We are at this resort for the week of August18-25 which is right now. If anyone is looking for info on this resort feel free to ask.


----------



## Jameson18 (Aug 20, 2007)

Is Banff Gate inside Banff park or outside. is this a timeshare? how are the units? comfort, features etc...thanx. we're thinkin of going to Banff in October.


----------



## philemer (Aug 20, 2007)

Isn't this the resort that has all 2 BR cottages? It's about 30 min. East of the Park and kind of isolated & quiet. 

Phil


----------



## dboy1 (Aug 21, 2007)

This resort is about 10 minutes outside the park. Yes,it is all single 2 bedroom/2 bath chalets. The resort is very dated but has a million dollar view. If you like modern gold crown type accomodations don't come here. If you like a quiet place to get away and enjoy rustic--every wall and ceiling in the units is covered with cedar--then this is the place for you.
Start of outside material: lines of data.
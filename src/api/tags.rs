//! Tag API endpoints
//!
//! - GET /api/v1/tags - Every tag with its article count
//! - POST /api/v1/tags - Create a tag, or return the existing one

use axum::{extract::State, http::StatusCode, routing::get, Json, Router};
use serde::{Deserialize, Serialize};

use crate::api::middleware::{ApiError, AppState};
use crate::models::{Tag, TagWithCount};

/// Request body for creating a tag
#[derive(Debug, Deserialize)]
pub struct CreateTagRequest {
    #[serde(default)]
    pub name: String,
    pub color: Option<String>,
}

/// Response for tag list
#[derive(Debug, Serialize)]
pub struct TagListResponse {
    pub tags: Vec<TagWithCount>,
}

#[derive(Debug, Serialize)]
pub struct TagEnvelope {
    pub tag: Tag,
}

/// Build the tags router
pub fn router() -> Router<AppState> {
    Router::new().route("/", get(list_tags).post(create_tag))
}

/// GET /api/v1/tags
async fn list_tags(State(state): State<AppState>) -> Result<Json<TagListResponse>, ApiError> {
    let tags = state.tag_service.list_with_counts().await?;
    Ok(Json(TagListResponse { tags }))
}

/// POST /api/v1/tags
///
/// 201 when the tag is new, 200 when a tag with the same name (ignoring
/// case) already exists.
async fn create_tag(
    State(state): State<AppState>,
    Json(body): Json<CreateTagRequest>,
) -> Result<(StatusCode, Json<TagEnvelope>), ApiError> {
    let (tag, created) = state
        .tag_service
        .create_or_get(&body.name, body.color.as_deref())
        .await?;

    let status = if created {
        StatusCode::CREATED
    } else {
        StatusCode::OK
    };
    Ok((status, Json(TagEnvelope { tag })))
}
Yes it is a RCI affiliated T.S.


----------



## GregD (Aug 21, 2007)

*Firewood*

Does the resort supply firewood for the fire pit and fireplaces? 

Thanks


----------



## dboy1 (Aug 21, 2007)

The resort does have firewood for the fire pit. All the fireplaces in the units are gas--just push a button and--instant fire.


----------